(Stored items)
:::::

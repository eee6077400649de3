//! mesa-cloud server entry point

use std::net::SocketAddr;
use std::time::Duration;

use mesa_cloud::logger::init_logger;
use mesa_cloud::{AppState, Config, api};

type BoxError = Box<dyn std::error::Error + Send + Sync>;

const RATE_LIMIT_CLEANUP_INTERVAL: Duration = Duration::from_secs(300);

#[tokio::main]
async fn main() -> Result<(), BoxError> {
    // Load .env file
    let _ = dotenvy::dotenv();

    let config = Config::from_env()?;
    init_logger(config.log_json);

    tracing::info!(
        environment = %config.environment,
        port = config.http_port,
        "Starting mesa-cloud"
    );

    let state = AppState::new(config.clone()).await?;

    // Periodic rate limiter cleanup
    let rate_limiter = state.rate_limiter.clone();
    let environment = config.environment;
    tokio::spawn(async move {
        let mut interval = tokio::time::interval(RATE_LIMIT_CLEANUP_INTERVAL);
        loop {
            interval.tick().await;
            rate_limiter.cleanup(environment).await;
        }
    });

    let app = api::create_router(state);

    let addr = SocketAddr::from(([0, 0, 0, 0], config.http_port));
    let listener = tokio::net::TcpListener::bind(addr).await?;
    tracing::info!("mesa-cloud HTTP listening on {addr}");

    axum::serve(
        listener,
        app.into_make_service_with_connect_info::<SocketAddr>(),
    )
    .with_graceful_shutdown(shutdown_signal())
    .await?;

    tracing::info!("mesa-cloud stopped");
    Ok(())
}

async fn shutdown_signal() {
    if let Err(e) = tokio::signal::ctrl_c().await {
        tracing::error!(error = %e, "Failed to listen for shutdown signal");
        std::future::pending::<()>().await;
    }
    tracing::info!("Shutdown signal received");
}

:::::

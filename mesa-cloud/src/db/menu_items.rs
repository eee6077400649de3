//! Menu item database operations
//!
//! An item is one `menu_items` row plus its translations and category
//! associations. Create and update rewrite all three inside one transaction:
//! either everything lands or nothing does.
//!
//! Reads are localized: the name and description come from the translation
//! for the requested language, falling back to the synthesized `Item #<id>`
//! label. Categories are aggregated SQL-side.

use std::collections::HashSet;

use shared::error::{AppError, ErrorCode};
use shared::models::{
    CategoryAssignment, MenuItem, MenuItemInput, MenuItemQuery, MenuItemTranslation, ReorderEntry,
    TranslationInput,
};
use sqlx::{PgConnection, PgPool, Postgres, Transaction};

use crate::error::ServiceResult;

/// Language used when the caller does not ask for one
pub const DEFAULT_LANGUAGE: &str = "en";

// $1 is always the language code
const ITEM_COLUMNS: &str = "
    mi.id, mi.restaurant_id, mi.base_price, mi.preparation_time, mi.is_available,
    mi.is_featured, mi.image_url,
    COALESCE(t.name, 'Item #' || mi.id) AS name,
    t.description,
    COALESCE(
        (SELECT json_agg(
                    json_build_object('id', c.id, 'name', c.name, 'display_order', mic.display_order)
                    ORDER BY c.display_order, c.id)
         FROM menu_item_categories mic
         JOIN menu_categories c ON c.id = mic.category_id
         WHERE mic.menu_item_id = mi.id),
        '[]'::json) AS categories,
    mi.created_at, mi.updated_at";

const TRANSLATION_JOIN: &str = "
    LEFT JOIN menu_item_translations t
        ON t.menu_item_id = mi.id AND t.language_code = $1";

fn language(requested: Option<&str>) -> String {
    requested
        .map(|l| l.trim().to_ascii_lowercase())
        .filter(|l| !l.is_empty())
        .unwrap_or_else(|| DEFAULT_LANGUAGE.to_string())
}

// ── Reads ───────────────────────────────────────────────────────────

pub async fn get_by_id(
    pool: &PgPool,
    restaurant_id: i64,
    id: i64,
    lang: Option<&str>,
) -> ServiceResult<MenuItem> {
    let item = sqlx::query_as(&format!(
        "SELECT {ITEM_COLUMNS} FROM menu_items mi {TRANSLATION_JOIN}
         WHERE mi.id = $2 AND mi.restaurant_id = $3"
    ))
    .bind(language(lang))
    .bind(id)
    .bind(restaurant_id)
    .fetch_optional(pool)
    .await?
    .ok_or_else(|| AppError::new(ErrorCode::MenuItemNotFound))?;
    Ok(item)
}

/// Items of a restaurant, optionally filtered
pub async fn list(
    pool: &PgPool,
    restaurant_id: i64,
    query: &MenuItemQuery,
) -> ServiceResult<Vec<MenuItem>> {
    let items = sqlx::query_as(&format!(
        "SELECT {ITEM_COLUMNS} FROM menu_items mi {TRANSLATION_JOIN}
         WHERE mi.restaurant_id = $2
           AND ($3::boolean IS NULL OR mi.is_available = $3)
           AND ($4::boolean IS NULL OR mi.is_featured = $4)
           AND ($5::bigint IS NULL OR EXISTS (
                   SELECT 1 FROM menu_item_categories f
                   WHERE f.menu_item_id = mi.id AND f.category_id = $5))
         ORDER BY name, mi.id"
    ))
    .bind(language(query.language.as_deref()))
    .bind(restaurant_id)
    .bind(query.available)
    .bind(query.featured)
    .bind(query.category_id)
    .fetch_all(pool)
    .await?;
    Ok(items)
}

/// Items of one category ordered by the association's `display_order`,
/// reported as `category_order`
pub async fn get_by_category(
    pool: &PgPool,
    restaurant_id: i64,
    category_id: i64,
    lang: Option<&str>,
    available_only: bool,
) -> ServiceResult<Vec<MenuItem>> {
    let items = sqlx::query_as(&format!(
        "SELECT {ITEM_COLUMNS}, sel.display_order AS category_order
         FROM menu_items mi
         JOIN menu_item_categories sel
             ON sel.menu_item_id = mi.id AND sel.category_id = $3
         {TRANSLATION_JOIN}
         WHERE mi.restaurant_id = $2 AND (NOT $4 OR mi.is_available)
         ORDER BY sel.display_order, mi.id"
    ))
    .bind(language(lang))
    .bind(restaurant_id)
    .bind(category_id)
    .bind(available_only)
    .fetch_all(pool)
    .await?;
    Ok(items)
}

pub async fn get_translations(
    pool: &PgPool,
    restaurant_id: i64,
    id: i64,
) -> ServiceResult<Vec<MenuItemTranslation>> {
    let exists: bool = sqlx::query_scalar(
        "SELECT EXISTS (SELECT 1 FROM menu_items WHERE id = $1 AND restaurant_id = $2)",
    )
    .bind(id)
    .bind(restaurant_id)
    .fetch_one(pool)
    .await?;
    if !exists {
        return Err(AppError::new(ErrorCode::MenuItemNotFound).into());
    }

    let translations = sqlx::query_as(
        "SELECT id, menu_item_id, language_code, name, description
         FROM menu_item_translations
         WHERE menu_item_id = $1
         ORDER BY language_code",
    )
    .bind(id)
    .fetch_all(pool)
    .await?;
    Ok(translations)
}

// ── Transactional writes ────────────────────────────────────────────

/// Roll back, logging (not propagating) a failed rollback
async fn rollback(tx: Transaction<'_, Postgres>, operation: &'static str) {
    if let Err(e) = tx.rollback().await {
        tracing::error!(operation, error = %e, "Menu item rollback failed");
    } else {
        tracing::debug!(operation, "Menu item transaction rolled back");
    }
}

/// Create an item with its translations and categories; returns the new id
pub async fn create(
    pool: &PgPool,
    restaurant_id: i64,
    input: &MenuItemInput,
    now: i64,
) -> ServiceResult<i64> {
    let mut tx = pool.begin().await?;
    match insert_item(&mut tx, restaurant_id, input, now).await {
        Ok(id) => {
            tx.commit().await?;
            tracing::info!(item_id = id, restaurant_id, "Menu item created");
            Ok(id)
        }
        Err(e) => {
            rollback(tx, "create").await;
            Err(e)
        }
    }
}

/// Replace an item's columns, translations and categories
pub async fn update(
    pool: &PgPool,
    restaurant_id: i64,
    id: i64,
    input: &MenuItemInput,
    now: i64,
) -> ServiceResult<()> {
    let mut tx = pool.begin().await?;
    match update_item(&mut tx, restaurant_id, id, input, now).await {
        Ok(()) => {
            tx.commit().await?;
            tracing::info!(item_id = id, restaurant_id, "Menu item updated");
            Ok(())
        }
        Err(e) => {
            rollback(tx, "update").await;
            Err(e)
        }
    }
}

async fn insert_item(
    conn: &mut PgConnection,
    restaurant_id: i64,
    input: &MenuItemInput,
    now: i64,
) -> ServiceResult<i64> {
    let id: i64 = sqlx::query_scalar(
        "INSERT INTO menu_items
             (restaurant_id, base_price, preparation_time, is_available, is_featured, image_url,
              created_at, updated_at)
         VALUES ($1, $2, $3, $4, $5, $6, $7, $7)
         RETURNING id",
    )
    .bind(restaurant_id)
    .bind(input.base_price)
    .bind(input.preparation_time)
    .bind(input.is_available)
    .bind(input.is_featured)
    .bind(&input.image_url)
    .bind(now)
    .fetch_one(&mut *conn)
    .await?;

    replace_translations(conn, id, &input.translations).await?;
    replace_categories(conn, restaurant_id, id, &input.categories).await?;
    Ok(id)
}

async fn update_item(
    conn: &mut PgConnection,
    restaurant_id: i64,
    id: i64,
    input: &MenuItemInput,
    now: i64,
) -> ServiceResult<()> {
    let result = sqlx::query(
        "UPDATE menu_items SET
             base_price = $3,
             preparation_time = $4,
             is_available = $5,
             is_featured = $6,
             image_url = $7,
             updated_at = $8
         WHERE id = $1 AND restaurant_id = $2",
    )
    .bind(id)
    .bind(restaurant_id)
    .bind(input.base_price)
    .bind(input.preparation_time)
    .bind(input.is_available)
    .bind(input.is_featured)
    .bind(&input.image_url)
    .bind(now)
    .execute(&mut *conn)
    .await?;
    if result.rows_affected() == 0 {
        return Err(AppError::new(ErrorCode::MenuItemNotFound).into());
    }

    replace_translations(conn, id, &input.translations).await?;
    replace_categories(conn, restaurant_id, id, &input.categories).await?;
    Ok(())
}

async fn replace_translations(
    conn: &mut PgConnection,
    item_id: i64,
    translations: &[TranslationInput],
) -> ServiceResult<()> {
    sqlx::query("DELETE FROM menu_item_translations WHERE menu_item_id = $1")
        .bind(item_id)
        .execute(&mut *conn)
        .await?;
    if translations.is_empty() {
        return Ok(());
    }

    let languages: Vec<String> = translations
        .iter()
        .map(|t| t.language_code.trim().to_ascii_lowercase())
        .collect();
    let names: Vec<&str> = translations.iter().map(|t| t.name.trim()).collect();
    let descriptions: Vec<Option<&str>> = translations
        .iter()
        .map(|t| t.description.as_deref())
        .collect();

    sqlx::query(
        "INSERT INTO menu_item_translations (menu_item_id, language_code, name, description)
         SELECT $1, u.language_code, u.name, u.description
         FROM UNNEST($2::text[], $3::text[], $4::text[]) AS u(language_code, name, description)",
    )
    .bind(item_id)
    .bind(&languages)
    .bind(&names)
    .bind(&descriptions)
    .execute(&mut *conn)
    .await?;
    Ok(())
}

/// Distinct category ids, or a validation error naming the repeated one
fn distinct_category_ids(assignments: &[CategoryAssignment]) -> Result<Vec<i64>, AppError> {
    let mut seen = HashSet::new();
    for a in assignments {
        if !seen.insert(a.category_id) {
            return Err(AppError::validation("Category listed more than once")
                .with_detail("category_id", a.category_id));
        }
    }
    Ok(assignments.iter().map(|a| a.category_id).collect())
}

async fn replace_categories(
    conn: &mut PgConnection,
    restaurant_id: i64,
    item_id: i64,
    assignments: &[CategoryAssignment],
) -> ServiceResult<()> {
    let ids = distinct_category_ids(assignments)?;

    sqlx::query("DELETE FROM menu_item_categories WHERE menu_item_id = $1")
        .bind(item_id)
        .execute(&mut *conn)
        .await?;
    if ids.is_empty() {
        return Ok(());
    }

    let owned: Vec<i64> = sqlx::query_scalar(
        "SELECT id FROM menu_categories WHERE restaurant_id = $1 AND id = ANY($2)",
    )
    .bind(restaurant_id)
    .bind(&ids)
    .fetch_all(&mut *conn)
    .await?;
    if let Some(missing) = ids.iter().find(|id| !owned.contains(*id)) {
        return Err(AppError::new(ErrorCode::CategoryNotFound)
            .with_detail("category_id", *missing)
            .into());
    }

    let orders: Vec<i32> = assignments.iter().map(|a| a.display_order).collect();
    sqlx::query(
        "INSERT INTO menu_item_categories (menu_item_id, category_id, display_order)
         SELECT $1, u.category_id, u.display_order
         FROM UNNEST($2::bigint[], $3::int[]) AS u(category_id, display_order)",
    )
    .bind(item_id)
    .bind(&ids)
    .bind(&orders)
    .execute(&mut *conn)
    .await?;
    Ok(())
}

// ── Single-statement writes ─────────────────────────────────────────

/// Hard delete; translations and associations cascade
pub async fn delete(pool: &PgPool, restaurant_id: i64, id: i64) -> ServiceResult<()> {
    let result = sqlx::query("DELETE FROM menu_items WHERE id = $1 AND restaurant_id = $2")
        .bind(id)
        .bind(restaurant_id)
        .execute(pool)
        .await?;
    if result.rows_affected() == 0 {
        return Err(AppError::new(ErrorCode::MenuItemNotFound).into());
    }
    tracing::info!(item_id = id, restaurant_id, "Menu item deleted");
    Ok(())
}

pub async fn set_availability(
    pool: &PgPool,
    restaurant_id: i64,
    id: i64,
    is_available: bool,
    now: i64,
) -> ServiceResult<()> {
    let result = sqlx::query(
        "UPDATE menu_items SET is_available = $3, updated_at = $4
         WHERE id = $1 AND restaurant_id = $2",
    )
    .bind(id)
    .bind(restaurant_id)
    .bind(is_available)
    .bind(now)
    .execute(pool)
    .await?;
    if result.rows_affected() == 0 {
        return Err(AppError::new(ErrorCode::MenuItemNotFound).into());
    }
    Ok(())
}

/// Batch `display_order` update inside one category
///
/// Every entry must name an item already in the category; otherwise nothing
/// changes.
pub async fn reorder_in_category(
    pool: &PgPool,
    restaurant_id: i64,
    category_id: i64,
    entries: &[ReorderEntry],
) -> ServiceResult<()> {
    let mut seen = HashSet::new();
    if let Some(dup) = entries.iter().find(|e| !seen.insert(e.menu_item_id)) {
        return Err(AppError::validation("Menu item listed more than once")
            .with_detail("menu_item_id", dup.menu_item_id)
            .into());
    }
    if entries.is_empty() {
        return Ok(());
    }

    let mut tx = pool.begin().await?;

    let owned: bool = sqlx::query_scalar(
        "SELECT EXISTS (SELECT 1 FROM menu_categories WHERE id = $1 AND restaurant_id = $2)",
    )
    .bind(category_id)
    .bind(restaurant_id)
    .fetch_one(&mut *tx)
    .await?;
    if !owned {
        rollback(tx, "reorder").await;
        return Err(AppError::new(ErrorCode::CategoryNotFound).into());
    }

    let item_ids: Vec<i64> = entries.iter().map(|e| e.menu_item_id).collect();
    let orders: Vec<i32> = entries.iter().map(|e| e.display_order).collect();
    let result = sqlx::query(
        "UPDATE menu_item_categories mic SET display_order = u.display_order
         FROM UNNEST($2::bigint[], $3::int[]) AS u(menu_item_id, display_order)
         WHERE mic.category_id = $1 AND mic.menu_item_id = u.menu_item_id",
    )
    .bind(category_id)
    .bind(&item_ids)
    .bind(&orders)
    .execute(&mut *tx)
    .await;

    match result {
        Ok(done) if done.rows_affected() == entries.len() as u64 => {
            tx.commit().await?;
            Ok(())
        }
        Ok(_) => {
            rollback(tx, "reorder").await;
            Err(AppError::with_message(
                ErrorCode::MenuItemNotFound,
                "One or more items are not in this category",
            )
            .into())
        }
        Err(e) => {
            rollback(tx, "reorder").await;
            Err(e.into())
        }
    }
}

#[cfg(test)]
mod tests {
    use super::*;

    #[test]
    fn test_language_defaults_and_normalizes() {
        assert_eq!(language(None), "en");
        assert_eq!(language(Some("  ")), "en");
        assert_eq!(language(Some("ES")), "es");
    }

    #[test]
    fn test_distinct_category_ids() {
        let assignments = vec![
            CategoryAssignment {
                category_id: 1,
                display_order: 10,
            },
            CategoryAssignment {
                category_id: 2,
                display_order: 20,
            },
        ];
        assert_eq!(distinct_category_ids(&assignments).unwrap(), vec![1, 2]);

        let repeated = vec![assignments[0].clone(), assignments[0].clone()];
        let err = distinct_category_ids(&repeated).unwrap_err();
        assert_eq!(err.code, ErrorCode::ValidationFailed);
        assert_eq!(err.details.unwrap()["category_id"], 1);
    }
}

:::::

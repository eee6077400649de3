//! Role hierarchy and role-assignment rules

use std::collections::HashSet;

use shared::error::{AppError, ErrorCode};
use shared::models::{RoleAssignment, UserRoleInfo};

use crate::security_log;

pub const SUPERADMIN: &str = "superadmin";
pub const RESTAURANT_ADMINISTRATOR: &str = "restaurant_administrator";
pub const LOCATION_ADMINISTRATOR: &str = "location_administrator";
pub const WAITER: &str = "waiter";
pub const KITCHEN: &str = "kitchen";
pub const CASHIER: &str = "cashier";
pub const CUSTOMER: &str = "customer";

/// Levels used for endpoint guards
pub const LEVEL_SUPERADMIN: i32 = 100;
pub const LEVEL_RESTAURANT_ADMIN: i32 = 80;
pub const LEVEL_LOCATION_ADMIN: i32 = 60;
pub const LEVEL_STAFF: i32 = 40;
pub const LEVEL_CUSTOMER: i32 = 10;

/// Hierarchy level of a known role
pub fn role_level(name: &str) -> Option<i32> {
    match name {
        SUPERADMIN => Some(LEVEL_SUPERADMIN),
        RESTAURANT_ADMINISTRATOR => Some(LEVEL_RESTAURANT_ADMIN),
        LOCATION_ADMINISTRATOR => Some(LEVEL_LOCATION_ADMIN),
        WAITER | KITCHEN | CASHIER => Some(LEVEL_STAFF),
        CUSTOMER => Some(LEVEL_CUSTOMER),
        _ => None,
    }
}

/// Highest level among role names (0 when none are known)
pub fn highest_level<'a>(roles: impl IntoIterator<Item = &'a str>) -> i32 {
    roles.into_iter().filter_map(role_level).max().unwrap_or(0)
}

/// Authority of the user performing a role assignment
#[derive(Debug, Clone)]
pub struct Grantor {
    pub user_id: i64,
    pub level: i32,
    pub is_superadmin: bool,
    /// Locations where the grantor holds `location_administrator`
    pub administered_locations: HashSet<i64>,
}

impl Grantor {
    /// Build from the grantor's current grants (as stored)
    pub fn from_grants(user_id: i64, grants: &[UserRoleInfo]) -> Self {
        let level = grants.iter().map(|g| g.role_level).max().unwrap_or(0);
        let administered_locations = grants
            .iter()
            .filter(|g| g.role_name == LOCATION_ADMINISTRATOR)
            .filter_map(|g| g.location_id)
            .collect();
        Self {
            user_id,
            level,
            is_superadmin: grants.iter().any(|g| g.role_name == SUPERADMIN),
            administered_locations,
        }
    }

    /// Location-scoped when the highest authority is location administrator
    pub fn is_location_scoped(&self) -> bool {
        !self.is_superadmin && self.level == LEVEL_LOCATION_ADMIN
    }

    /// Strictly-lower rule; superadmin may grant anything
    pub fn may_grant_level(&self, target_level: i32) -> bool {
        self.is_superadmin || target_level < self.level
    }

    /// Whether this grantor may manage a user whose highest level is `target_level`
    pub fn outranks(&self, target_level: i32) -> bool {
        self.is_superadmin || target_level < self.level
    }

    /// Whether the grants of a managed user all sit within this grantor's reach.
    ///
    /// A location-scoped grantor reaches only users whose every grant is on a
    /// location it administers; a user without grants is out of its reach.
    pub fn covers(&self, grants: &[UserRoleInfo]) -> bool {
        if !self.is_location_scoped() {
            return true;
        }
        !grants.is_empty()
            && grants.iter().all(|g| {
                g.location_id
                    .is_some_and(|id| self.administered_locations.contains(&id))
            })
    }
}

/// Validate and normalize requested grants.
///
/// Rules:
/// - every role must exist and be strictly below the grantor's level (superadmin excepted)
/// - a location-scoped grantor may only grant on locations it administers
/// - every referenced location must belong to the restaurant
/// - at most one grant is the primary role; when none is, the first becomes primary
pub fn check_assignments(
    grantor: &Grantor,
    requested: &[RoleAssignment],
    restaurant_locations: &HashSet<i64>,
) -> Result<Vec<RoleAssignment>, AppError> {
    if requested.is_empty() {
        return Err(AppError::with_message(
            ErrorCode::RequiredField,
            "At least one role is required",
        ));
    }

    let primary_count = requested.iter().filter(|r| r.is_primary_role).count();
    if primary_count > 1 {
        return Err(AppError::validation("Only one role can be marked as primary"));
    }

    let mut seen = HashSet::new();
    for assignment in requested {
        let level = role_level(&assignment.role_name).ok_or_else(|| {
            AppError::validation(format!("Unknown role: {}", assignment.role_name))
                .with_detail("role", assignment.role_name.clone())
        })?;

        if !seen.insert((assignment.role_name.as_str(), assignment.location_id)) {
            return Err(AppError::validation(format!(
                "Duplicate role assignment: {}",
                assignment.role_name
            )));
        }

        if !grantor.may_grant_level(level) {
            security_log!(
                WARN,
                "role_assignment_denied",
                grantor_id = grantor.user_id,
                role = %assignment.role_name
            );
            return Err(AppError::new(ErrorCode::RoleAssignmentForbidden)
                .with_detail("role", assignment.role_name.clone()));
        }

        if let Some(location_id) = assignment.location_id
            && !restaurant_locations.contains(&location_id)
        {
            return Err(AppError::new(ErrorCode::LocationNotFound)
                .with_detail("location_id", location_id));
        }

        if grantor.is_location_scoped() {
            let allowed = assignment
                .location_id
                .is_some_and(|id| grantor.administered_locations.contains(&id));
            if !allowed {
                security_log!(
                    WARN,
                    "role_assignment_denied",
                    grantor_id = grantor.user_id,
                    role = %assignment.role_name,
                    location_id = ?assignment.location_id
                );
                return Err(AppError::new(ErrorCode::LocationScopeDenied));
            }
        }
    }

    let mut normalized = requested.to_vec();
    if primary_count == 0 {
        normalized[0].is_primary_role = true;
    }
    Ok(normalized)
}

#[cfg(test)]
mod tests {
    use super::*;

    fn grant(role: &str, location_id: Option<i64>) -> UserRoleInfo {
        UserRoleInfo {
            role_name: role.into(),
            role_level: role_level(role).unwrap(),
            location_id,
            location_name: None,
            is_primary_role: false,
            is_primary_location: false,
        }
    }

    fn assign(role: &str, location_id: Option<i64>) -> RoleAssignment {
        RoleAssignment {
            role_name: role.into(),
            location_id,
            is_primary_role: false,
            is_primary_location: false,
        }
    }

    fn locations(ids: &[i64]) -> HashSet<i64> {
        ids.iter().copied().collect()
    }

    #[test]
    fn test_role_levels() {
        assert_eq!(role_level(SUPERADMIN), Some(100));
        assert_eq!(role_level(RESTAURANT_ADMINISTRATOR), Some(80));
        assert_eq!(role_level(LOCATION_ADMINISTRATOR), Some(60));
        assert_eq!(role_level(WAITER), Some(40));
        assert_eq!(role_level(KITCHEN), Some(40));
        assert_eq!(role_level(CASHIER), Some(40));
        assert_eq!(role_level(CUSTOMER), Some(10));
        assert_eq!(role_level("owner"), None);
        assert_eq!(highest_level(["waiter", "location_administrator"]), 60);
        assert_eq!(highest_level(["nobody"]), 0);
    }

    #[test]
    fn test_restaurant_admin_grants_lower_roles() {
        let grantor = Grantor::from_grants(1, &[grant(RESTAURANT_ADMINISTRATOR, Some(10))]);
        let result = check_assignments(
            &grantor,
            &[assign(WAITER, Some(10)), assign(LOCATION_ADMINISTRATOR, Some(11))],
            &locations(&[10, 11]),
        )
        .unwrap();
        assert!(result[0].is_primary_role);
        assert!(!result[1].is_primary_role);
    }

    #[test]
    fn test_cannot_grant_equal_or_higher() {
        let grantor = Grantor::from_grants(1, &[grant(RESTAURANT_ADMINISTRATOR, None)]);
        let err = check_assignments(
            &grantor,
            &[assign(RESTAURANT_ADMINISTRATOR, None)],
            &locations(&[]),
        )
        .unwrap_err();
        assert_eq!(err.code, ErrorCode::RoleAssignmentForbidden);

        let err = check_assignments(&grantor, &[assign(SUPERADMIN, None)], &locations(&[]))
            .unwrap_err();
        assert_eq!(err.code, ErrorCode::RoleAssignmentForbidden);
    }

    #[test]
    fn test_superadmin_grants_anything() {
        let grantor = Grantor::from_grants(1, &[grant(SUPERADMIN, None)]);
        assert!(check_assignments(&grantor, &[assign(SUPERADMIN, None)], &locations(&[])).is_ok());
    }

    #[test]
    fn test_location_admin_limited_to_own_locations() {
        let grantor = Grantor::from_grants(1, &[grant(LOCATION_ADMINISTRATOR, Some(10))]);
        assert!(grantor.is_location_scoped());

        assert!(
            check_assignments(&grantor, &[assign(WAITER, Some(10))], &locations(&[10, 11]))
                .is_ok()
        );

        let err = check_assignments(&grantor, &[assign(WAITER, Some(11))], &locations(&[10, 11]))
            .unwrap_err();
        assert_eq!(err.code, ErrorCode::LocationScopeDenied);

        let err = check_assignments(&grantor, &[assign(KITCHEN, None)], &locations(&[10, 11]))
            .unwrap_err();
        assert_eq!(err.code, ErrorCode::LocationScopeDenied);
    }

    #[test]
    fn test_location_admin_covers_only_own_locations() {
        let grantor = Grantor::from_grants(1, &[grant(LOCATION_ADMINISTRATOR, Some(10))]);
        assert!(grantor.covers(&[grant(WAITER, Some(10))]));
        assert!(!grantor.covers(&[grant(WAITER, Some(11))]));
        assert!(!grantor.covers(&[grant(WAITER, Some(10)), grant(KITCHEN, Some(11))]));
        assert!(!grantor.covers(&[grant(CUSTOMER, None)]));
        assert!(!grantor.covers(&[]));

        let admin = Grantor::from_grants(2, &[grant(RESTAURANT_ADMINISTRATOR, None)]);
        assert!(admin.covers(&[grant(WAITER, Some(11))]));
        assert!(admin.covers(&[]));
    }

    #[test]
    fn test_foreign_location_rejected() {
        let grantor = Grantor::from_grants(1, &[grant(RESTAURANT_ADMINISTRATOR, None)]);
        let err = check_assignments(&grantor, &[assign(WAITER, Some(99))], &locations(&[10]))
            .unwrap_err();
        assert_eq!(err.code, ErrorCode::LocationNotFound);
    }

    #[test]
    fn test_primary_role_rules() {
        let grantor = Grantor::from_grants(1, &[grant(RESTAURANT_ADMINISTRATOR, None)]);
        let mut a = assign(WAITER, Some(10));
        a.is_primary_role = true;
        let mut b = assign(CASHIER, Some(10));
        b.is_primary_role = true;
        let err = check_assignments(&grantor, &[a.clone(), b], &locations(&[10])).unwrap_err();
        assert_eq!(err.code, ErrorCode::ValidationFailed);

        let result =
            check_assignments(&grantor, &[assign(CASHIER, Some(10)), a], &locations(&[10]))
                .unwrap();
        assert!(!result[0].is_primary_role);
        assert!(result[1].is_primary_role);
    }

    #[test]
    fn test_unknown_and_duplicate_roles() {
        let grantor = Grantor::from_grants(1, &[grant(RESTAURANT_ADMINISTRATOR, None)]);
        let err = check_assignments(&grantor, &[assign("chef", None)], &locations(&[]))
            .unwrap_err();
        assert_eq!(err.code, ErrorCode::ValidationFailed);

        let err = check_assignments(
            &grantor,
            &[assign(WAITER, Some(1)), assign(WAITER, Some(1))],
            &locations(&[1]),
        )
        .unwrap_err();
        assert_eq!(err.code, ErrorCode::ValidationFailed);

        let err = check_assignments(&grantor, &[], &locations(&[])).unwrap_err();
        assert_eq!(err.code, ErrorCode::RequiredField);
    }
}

:::::

• _EXERCISE REQUIREMENTS_: Send back an exact copy of only the lines from the line with "let app = api::create_router(state);" up to and including the line with "async fn shutdown_signal()" in the data above.

• _FINAL ANSWER_:
    let app = api::create_router(state);

    let addr = SocketAddr::from(([0, 0, 0, 0], config.http_port));
    let listener = tokio::net::TcpListener::bind(addr).await?;
    tracing::info!("mesa-cloud HTTP listening on {addr}");

    axum::serve(
        listener,
        app.into_make_service_with_connect_info::<SocketAddr>(),
    )
    .with_graceful_shutdown(shutdown_signal())
    .await?;

    tracing::info!("mesa-cloud stopped");
    Ok(())
}

async fn shutdown_signal() {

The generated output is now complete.